Barbara Hudson, RN, has spent 32 of her 40 years in nursing working as a psychiatric nurse with Norman Regional Health System.


by Bobby Anderson – Writer/Photographer

When other nurses find out Barbara Hudson, RN, is a psychiatric nurse the conversation generally heads down a predictable path.
“How do you do that? I could never do that” are the comments that usually come Hudson’s way.
“I always tell them I could never be an ER nurse or an ICU nurse,” Hudson said.
For more than 30 years now Hudson has found peace deeply rooted in her role with Behavioral Medical Services at Norman Regional Health System.
She’s embraced a field that sends many nurses running and it was all by accident.
“I didn’t know there was such a thing as a psychiatric nurse,” Hudson admitted of her nursing school days.
A several week rotation at the VA Hospital opened her eyes to the prospect.
Hudson began in psychiatric nursing in Oklahoma City to start her career. Then circumstances changed and she came to Norman and worked one year on a medical-surgical floor.
“I think med-surg nurses are the ones that should get the most money because they have to know the most,” she says.
She’s enjoyed Norman Regional’s commitment to keeping a BMS unit even when funding began to dwindle.
“We’ve been open 33 years and many people in Norman don’t even know we exist,” Hudson said. “We’re the best kept secret in Norman.”
She praises the medical director for a thorough screening of patients before they come up to the unit.
A strict admission criteria rules out the possibility of obvious or potentially-violent patients coming upstairs.
Patients are not restrained and the unit has no isolation rooms.
Hudson’s unit has 20 beds with an average length of stay of around one week.
“The best part is getting to know these patients, their diverse lifestyles and knowing that they’re people just like me,” Hudson says. “Some of their strengths amaze me and how they can get better.”
Same goes for her nurses. As day charge, Hudson gets a chance to see her nurses shine.
“I think they’re wonderful,” Hudson said of her nurses. “It’s like a piece of a puzzle and our nurses have different strengths. The way we approach patients, we kind of compliment each other and that’s kind of neat.
“We’ve worked with each other long enough that in a situation if there is somebody they have rapport with they’re going to step in and deal with it.”
“I know they’ve got my back.”
Norman’s behavioral unit is steeped in experience. Three people have spent at least 30 years working the unit.

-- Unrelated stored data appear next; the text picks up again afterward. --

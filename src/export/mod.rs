// src/export/mod.rs

mod fs_utils;
mod json_csv;
mod model;

pub(crate) use fs_utils::ensure_writable;
pub(crate) use json_csv::{export_csv, export_json};
pub use model::{SessionExport, TotalExport};

use crate::ui::messages::success;
use clap::ValueEnum;
use std::path::Path;

/// Shared completion notice for every export.
pub(crate) fn notify_export_success(label: &str, path: &Path) {
    success(format!("{label} export completed: {}", path.display()));
}

#[derive(Clone, Copy, Debug, PartialEq, Eq, ValueEnum)]
pub enum ExportFormat {
    Csv,
    Json,
}

impl ExportFormat {
    pub fn as_str(&self) -> &'static str {
        match self {
            ExportFormat::Csv => "csv",
            ExportFormat::Json => "json",
        }
    }
}
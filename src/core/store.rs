//! In-memory session recorder: the running interval, the completed
//! sessions, and their JSON persistence.
//!
//! The store has two states. **Idle** has no running interval; `start`
//! moves it to **Running**, and `stop` records a session and goes back to
//! Idle. `start` while Running and `stop` while Idle do nothing.

use crate::config::FALLBACK_ACTIVITY;
use crate::core::clock::{Clock, SystemClock};
use crate::errors::{LoadError, SaveError};
use crate::models::activity_total::ActivityTotal;
use crate::models::running::RunningInterval;
use crate::models::session::Session;
use crate::utils::time::file_stamp;
use chrono::FixedOffset;
use std::collections::HashMap;
use std::fs;
use std::path::{Path, PathBuf};

pub struct SessionStore<C: Clock = SystemClock> {
    clock: C,
    fallback: String,
    sessions: Vec<Session>,
    running: Option<RunningInterval>,
}

impl SessionStore<SystemClock> {
    pub fn new() -> Self {
        Self::with_clock(SystemClock)
    }
}

impl Default for SessionStore<SystemClock> {
    fn default() -> Self {
        Self::new()
    }
}

impl<C: Clock> SessionStore<C> {
    pub fn with_clock(clock: C) -> Self {
        Self {
            clock,
            fallback: FALLBACK_ACTIVITY.to_string(),
            sessions: Vec::new(),
            running: None,
        }
    }

    /// Replace the label used when `stop` receives a blank activity.
    /// A blank fallback is ignored.
    pub fn with_fallback(mut self, label: &str) -> Self {
        let label = label.trim();
        if !label.is_empty() {
            self.fallback = label.to_string();
        }
        self
    }

    pub fn fallback(&self) -> &str {
        &self.fallback
    }

    /// Completed sessions in insertion order.
    pub fn sessions(&self) -> &[Session] {
        &self.sessions
    }

    pub fn running(&self) -> Option<RunningInterval> {
        self.running
    }

    pub fn is_running(&self) -> bool {
        self.running.is_some()
    }

    /// Seconds since the running interval started, `None` when idle.
    pub fn elapsed(&self) -> Option<f64> {
        self.running.map(|r| r.elapsed_at(self.clock.now()))
    }

    /// Begin timing. No effect while an interval is already running.
    pub fn start(&mut self) {
        if self.running.is_none() {
            self.running = Some(RunningInterval {
                start: self.clock.now(),
            });
        }
    }

    /// Close the running interval under `activity` (or the fallback label
    /// when blank). Returns the recorded session, or `None` when idle.
    pub fn stop(&mut self, activity: &str) -> Option<&Session> {
        let running = self.running.take()?;
        let end = self.clock.now();

        let label = activity.trim();
        let label = if label.is_empty() {
            self.fallback.as_str()
        } else {
            label
        };

        self.sessions.push(Session::new(label, running.start, end));
        self.sessions.last()
    }

    /// Drop every session and any running interval.
    pub fn clear(&mut self) {
        self.sessions.clear();
        self.running = None;
    }

    /// Sessions ordered by `end`, most recent first. Equal ends keep
    /// insertion order.
    pub fn list_for_display(&self) -> Vec<&Session> {
        let mut list: Vec<&Session> = self.sessions.iter().collect();
        list.sort_by(|a, b| b.end.total_cmp(&a.end));
        list
    }

    /// Total seconds per activity label.
    pub fn aggregate_by_activity(&self) -> HashMap<String, f64> {
        let mut totals: HashMap<String, f64> = HashMap::new();
        for s in &self.sessions {
            *totals.entry(s.activity.clone()).or_insert(0.0) += s.duration_secs();
        }
        totals
    }

    /// Per-activity totals with session counts, in order of first appearance.
    pub fn totals(&self) -> Vec<ActivityTotal> {
        totals_of(&self.sessions)
    }

    /// Completed sessions as a JSON array. The running interval is not part
    /// of the output: stop before saving to keep it.
    pub fn serialize(&self) -> Result<String, SaveError> {
        Ok(serde_json::to_string_pretty(&self.sessions)?)
    }

    /// Replace all sessions with the ones in `blob`. On error the current
    /// sessions are left as they were. The running interval is untouched.
    pub fn deserialize(&mut self, blob: &str) -> Result<usize, LoadError> {
        let parsed = parse_sessions(blob)?;
        let count = parsed.len();
        self.sessions = parsed;
        Ok(count)
    }

    /// Write the sessions to `<dir>/<YYYY-MM-DD_HH-MM-SS>.json`, creating
    /// `dir` if needed, and return the written path.
    pub fn save_to_dir(&self, dir: &Path, offset: &FixedOffset) -> Result<PathBuf, SaveError> {
        let body = self.serialize()?;

        fs::create_dir_all(dir).map_err(|source| SaveError::CreateDir {
            path: dir.to_path_buf(),
            source,
        })?;

        let path = dir.join(format!("{}.json", file_stamp(self.clock.now(), offset)));
        fs::write(&path, body).map_err(|source| SaveError::Write {
            path: path.clone(),
            source,
        })?;

        Ok(path)
    }

    /// Load a session file of any extension, replacing the current sessions
    /// only when the whole file is valid.
    pub fn load_from_path(&mut self, path: &Path) -> Result<usize, LoadError> {
        let parsed = read_sessions(path)?;
        let count = parsed.len();
        self.sessions = parsed;
        Ok(count)
    }
}

/// Parse a JSON session array.
pub fn parse_sessions(blob: &str) -> Result<Vec<Session>, LoadError> {
    let sessions: Vec<Session> = serde_json::from_str(blob)?;

    if let Some(index) = sessions.iter().position(|s| s.activity.trim().is_empty()) {
        return Err(LoadError::EmptyActivity { index });
    }

    Ok(sessions)
}

/// Read and parse a session file without touching any store.
pub fn read_sessions(path: &Path) -> Result<Vec<Session>, LoadError> {
    let blob = fs::read_to_string(path).map_err(|source| LoadError::Read {
        path: path.to_path_buf(),
        source,
    })?;
    parse_sessions(&blob)
}

/// Group sessions by label, keeping the order labels first appear in.
pub fn totals_of(sessions: &[Session]) -> Vec<ActivityTotal> {
    let mut out: Vec<ActivityTotal> = Vec::new();
    let mut index: HashMap<&str, usize> = HashMap::new();

    for s in sessions {
        match index.get(s.activity.as_str()) {
            Some(&i) => {
                out[i].seconds += s.duration_secs();
                out[i].sessions += 1;
            }
            None => {
                index.insert(s.activity.as_str(), out.len());
                out.push(ActivityTotal {
                    activity: s.activity.clone(),
                    seconds: s.duration_secs(),
                    sessions: 1,
                });
            }
        }
    }

    out
}
use crate::cli::parser::Cli;
use crate::config::Config;
use crate::core::journal::Journal;
use crate::errors::AppResult;

/// Handle the `init` command
///
/// This initializes:
///  - the config directory and file (skipped in test mode)
///  - the sessions directory
pub fn handle(cli: &Cli, cfg: &Config, journal: &Journal) -> AppResult<()> {
    println!("⚙️  Initializing rTimeRecorder…");

    let sessions = cfg.init_all(cli.test)?;

    if !cli.test {
        println!("📄 Config file : {}", Config::config_file().display());
    }
    println!("📂 Sessions    : {}", sessions.display());

    journal.note(
        "init",
        &sessions.display().to_string(),
        "Configuration initialized",
    );

    println!("🎉 rTimeRecorder initialization completed!");
    Ok(())
}
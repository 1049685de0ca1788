//! Fixed-delay repeating schedule for the live readout.

use std::time::{Duration, Instant};

#[derive(Debug)]
pub struct Ticker {
    interval: Duration,
    next: Instant,
}

impl Ticker {
    pub fn new(interval: Duration) -> Self {
        Self {
            interval,
            next: Instant::now() + interval,
        }
    }

    pub fn interval(&self) -> Duration {
        self.interval
    }

    /// Time left before the next tick is due (zero when overdue).
    pub fn until_next(&self) -> Duration {
        self.next.saturating_duration_since(Instant::now())
    }

    /// Report whether a tick is due and, if so, reschedule one interval
    /// after now. Missed ticks are not replayed.
    pub fn poll(&mut self) -> bool {
        self.poll_at(Instant::now())
    }

    pub fn poll_at(&mut self, now: Instant) -> bool {
        if now >= self.next {
            self.next = now + self.interval;
            true
        } else {
            false
        }
    }
}
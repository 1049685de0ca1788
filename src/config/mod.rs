use crate::errors::{AppError, AppResult};
use crate::utils::path::expand_tilde;
use crate::utils::time::parse_offset;
use chrono::FixedOffset;
use serde::{Deserialize, Serialize};
use std::env;
use std::fs;
use std::io::Write;
use std::path::{Path, PathBuf};

pub const FALLBACK_ACTIVITY: &str = "Breathing";

#[derive(Debug, Clone, PartialEq, Serialize, Deserialize)]
pub struct Config {
    #[serde(default = "default_sessions_dir")]
    pub sessions_dir: String,
    #[serde(default = "default_fallback_activity")]
    pub fallback_activity: String,
    #[serde(default = "default_activities")]
    pub activities: Vec<String>,
    #[serde(default = "default_utc_offset")]
    pub utc_offset: String,
    #[serde(default = "default_refresh_ms")]
    pub refresh_ms: u64,
}

fn default_sessions_dir() -> String {
    "sessions".to_string()
}
fn default_fallback_activity() -> String {
    FALLBACK_ACTIVITY.to_string()
}
fn default_activities() -> Vec<String> {
    [
        "Study",
        "Essentials",
        "Procrastinating",
        "Programming",
        "Reading",
        "Web-Surfing",
    ]
    .iter()
    .map(|s| s.to_string())
    .collect()
}
fn default_utc_offset() -> String {
    "+09:00".to_string()
}
fn default_refresh_ms() -> u64 {
    50
}

impl Default for Config {
    fn default() -> Self {
        Self {
            sessions_dir: default_sessions_dir(),
            fallback_activity: default_fallback_activity(),
            activities: default_activities(),
            utc_offset: default_utc_offset(),
            refresh_ms: default_refresh_ms(),
        }
    }
}

impl Config {
    /// Return the standard configuration directory depending on the platform
    pub fn config_dir() -> PathBuf {
        if cfg!(target_os = "windows") {
            let appdata = env::var("APPDATA").unwrap_or_else(|_| ".".to_string());
            PathBuf::from(appdata).join("rtimerecorder")
        } else {
            let home = dirs::home_dir()
                .or_else(|| env::var("HOME").ok().map(PathBuf::from))
                .unwrap_or_else(|| PathBuf::from("."));
            home.join(".rtimerecorder")
        }
    }

    /// Return the full path of the config file
    pub fn config_file() -> PathBuf {
        Self::config_dir().join("rtimerecorder.conf")
    }

    /// Return the full path of the operation journal
    pub fn journal_file() -> PathBuf {
        Self::config_dir().join("rtimerecorder.log")
    }

    /// Load configuration from file, or return defaults if not found
    pub fn load() -> AppResult<Self> {
        Self::load_from(&Self::config_file())
    }

    pub fn load_from(path: &Path) -> AppResult<Self> {
        if !path.exists() {
            return Ok(Config::default());
        }

        let content = fs::read_to_string(path).map_err(|_| AppError::ConfigLoad)?;
        let cfg: Config = serde_yaml::from_str(&content)
            .map_err(|e| AppError::Config(format!("{}: {}", path.display(), e)))?;
        cfg.validate()?;
        Ok(cfg)
    }

    /// Reject values that would make the recorder misbehave.
    pub fn validate(&self) -> AppResult<()> {
        parse_offset(&self.utc_offset)?;
        if self.fallback_activity.trim().is_empty() {
            return Err(AppError::Config(
                "fallback_activity must not be empty".to_string(),
            ));
        }
        if self.refresh_ms == 0 {
            return Err(AppError::Config("refresh_ms must be > 0".to_string()));
        }
        Ok(())
    }

    /// The fixed reference offset all timestamps are shown in.
    pub fn offset(&self) -> AppResult<FixedOffset> {
        parse_offset(&self.utc_offset)
    }

    /// Resolved directory sessions are saved into.
    pub fn sessions_path(&self) -> PathBuf {
        expand_tilde(&self.sessions_dir)
    }

    /// List the top-level keys a config file is missing (filled by defaults).
    pub fn missing_fields(content: &str) -> AppResult<Vec<&'static str>> {
        let value: serde_yaml::Value =
            serde_yaml::from_str(content).map_err(|e| AppError::Config(e.to_string()))?;
        let map = value.as_mapping();

        let known = [
            "sessions_dir",
            "fallback_activity",
            "activities",
            "utc_offset",
            "refresh_ms",
        ];

        Ok(known
            .into_iter()
            .filter(|k| map.map(|m| !m.contains_key(*k)).unwrap_or(true))
            .collect())
    }

    /// Write the configuration file and create the sessions directory.
    ///
    /// In test mode nothing is written to the user's config directory.
    pub fn init_all(&self, is_test: bool) -> AppResult<PathBuf> {
        let sessions = self.sessions_path();
        fs::create_dir_all(&sessions)?;

        if !is_test {
            fs::create_dir_all(Self::config_dir())?;
            let yaml = serde_yaml::to_string(self).map_err(|_| AppError::ConfigSave)?;
            let mut file = fs::File::create(Self::config_file())?;
            file.write_all(yaml.as_bytes())?;
        }

        Ok(sessions)
    }
}
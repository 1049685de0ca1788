//! rTimeRecorder library root.
//! Exposes the CLI parser, the session store and the high-level run() function.

pub mod cli;
pub mod config;
pub mod core;
pub mod errors;
pub mod export;
pub mod models;
pub mod ui;
pub mod utils;

use clap::Parser;
use crate::cli::parser::{Cli, Commands};
use crate::config::Config;
use crate::core::journal::Journal;
use crate::errors::AppResult;

/// Central command dispatcher
pub fn dispatch(cli: &Cli, cfg: &Config, journal: &Journal) -> AppResult<()> {
    match &cli.command {
        Commands::Init => cli::commands::init::handle(cli, cfg, journal),
        Commands::Config { .. } => cli::commands::config::handle(&cli.command, cfg),
        Commands::Run { .. } => cli::commands::run::handle(&cli.command, cfg, journal),
        Commands::List { .. } => cli::commands::list::handle(&cli.command, cfg),
        Commands::Summary { .. } => cli::commands::summary::handle(&cli.command, cfg),
        Commands::Export { .. } => cli::commands::export::handle(&cli.command, cfg, journal),
        Commands::Log { .. } => cli::commands::log::handle(&cli.command, journal),
    }
}

/// Entry point used by main.rs
pub fn run() -> AppResult<()> {
    let cli = Cli::parse();

    // test mode never reads or writes the user's config directory
    let (mut cfg, journal) = if cli.test {
        (Config::default(), Journal::disabled())
    } else {
        (Config::load()?, Journal::at(Config::journal_file()))
    };

    if let Some(dir) = &cli.dir {
        cfg.sessions_dir = dir.clone();
    }

    dispatch(&cli, &cfg, &journal)
}
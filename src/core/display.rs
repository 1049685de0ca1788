//! Text views of the store: the session list and the live readout.

use crate::core::clock::Clock;
use crate::core::store::SessionStore;
use crate::models::session::Session;
use crate::utils::formatting::{format_hms, format_readout};
use crate::utils::time::hh_mm;
use chrono::FixedOffset;

/// `Study: 09:00 ~ 10:30 (1:30:00)`
pub fn display_line(session: &Session, offset: &FixedOffset) -> String {
    format!(
        "{}: {} ~ {} ({})",
        session.activity,
        hh_mm(session.start, offset),
        hh_mm(session.end, offset),
        format_hms(session.whole_secs())
    )
}

/// One line per session, most recent first.
pub fn display_lines<'a, I>(sessions: I, offset: &FixedOffset) -> Vec<String>
where
    I: IntoIterator<Item = &'a Session>,
{
    sessions
        .into_iter()
        .map(|s| display_line(s, offset))
        .collect()
}

pub fn store_lines<C: Clock>(store: &SessionStore<C>, offset: &FixedOffset) -> Vec<String> {
    display_lines(store.list_for_display(), offset)
}

/// `Time: 00:01:02.345`; zeroes while idle.
pub fn readout<C: Clock>(store: &SessionStore<C>) -> String {
    format!("Time: {}", format_readout(store.elapsed().unwrap_or(0.0)))
}
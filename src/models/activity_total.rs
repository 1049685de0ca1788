use serde::Serialize;

/// Sum of session lengths for one activity label.
#[derive(Debug, Clone, PartialEq, Serialize)]
pub struct ActivityTotal {
    pub activity: String,
    pub seconds: f64,
    pub sessions: usize,
}
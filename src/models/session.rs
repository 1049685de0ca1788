use serde::{Deserialize, Serialize};

/// A completed timed interval tagged with an activity label.
///
/// Serialized form (one element of a session file):
/// `{ "activity": "Study", "start": 1718000000.25, "end": 1718003600.5 }`
#[derive(Debug, Clone, PartialEq, Serialize, Deserialize)]
pub struct Session {
    pub activity: String, // never empty
    pub start: f64,       // epoch seconds
    pub end: f64,         // epoch seconds, >= start unless the wall clock went back
}

impl Session {
    pub fn new(activity: impl Into<String>, start: f64, end: f64) -> Self {
        Self {
            activity: activity.into(),
            start,
            end,
        }
    }

    /// Length of the interval in seconds (fractional).
    pub fn duration_secs(&self) -> f64 {
        self.end - self.start
    }

    /// Whole elapsed seconds, truncated like the list view shows them.
    pub fn whole_secs(&self) -> i64 {
        self.duration_secs() as i64
    }
}
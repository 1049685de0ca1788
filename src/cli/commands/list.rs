use crate::cli::parser::Commands;
use crate::config::Config;
use crate::core::display::store_lines;
use crate::core::store::SessionStore;
use crate::errors::AppResult;
use std::path::Path;

pub fn handle(cmd: &Commands, cfg: &Config) -> AppResult<()> {
    if let Commands::List { file } = cmd {
        let offset = cfg.offset()?;
        let mut store = SessionStore::new();
        store.load_from_path(Path::new(file))?;

        let lines = store_lines(&store, &offset);
        if lines.is_empty() {
            println!("No sessions in {}", file);
        }
        for line in lines {
            println!("{}", line);
        }
    }
    Ok(())
}
pub mod colors;
pub mod formatting;
pub mod path;
pub mod table;
pub mod time;

pub use formatting::{format_hms, format_readout, human_duration};
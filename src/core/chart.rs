//! Pie chart of time per activity, drawn as proportional terminal bars.

use crate::utils::colors::paint_slice;
use crate::utils::formatting::{human_duration, pad_right};
use std::collections::HashMap;
use unicode_width::UnicodeWidthStr;

pub const CHART_TITLE: &str = "Time spent on activities";
const BAR_WIDTH: usize = 40;

#[derive(Debug, Clone, PartialEq)]
pub struct Slice {
    pub label: String,
    pub seconds: f64,
    /// Percentage of the whole, 0..=100.
    pub share: f64,
}

impl Slice {
    /// `Study  62.50%  (1h 2m 30s)`
    pub fn annotation(&self) -> String {
        format!("{:.2}%  ({})", self.share, human_duration(self.seconds))
    }
}

#[derive(Debug, Clone, PartialEq, Default)]
pub struct PieChart {
    pub slices: Vec<Slice>,
    pub total: f64,
}

impl PieChart {
    /// Build slices from per-activity totals, largest first (ties by label).
    /// Labels whose total is not positive cannot form a slice and are left out.
    pub fn from_totals(totals: &HashMap<String, f64>) -> Self {
        let total: f64 = totals.values().filter(|v| **v > 0.0).sum();

        let mut slices: Vec<Slice> = totals
            .iter()
            .filter(|(_, v)| **v > 0.0)
            .map(|(label, seconds)| Slice {
                label: label.clone(),
                seconds: *seconds,
                share: seconds / total * 100.0,
            })
            .collect();

        slices.sort_by(|a, b| {
            b.seconds
                .total_cmp(&a.seconds)
                .then_with(|| a.label.cmp(&b.label))
        });

        Self { slices, total }
    }

    pub fn is_empty(&self) -> bool {
        self.slices.is_empty()
    }

    pub fn render(&self, color: bool) -> String {
        if self.is_empty() {
            return "No sessions to chart".to_string();
        }

        let label_w = self
            .slices
            .iter()
            .map(|s| UnicodeWidthStr::width(s.label.as_str()))
            .max()
            .unwrap_or(0);

        let mut out = String::new();
        out.push_str(CHART_TITLE);
        out.push('\n');

        for (i, slice) in self.slices.iter().enumerate() {
            let filled = ((slice.share / 100.0) * BAR_WIDTH as f64).round() as usize;
            let filled = filled.clamp(1, BAR_WIDTH);
            let bar = format!("{}{}", "█".repeat(filled), " ".repeat(BAR_WIDTH - filled));

            out.push_str(&format!(
                "{} {}  {}\n",
                paint_slice(i, &bar, color),
                pad_right(&slice.label, label_w),
                slice.annotation()
            ));
        }

        out.push_str(&format!("Total: {}", human_duration(self.total)));
        out
    }
}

“We’re family,” Hudson says.
It’s a field that’s desperately needed.
According to Mental Health America, the nation’s leading community-based nonprofit dedicated to addressing the needs of those living with mental illness, the need for services in our country is increasing.
The organization’s annual Mental Health in America report spotlighted several trends including:
* 1 in 5 Adults have a mental health condition. That’s over 40 million Americans; more than the populations of New York and Florida combined.
* Youth mental health is worsening. Rates of youth depression increased from 8.5% in 2011 to 11.1% in 2014. Even with severe depression, 80% of youth are left with no or insufficient treatment.
* There is a serious mental health workforce shortage. In states with the lowest workforce, there’s only 1 mental health professional per 1,000 individuals. This includes psychiatrists, psychologists, social workers, counselors, and psychiatric nurses combined.
* Less access to care means more incarceration. Arkansas, Mississippi, and Alabama had the least access to care and highest rates of imprisonment. There are over 57,000 people with mental health conditions in prison and jail in those states alone. That’s enough to fill Madison Square Garden three times.
It’s not uncommon for patients to return to the BMS unit for treatment later on down the road. When that happens Hudson becomes their greatest cheerleader, stressing the progress they have made and still are making.
She calls those return visits “tune-ups” or “maintenance” and hammers home the point that there is no quick-fix for mental illness.
Maybe it’s why she likes that role instead of one on a medical-surgical unit.
But Hudson says reasons are more practical for not working outside of BMS.
“I can not do vomit, spit or diarrhea,” she laughed. I gag and I have to leave the room or I will be doing the same thing they’re doing. There’s more things but that covers a lot.”
Success is often concrete for Hudson and her patients.
“In that people say they can cope better and they aren’t going to kill themselves,” Hudson says of the measure of success. “It’s great.”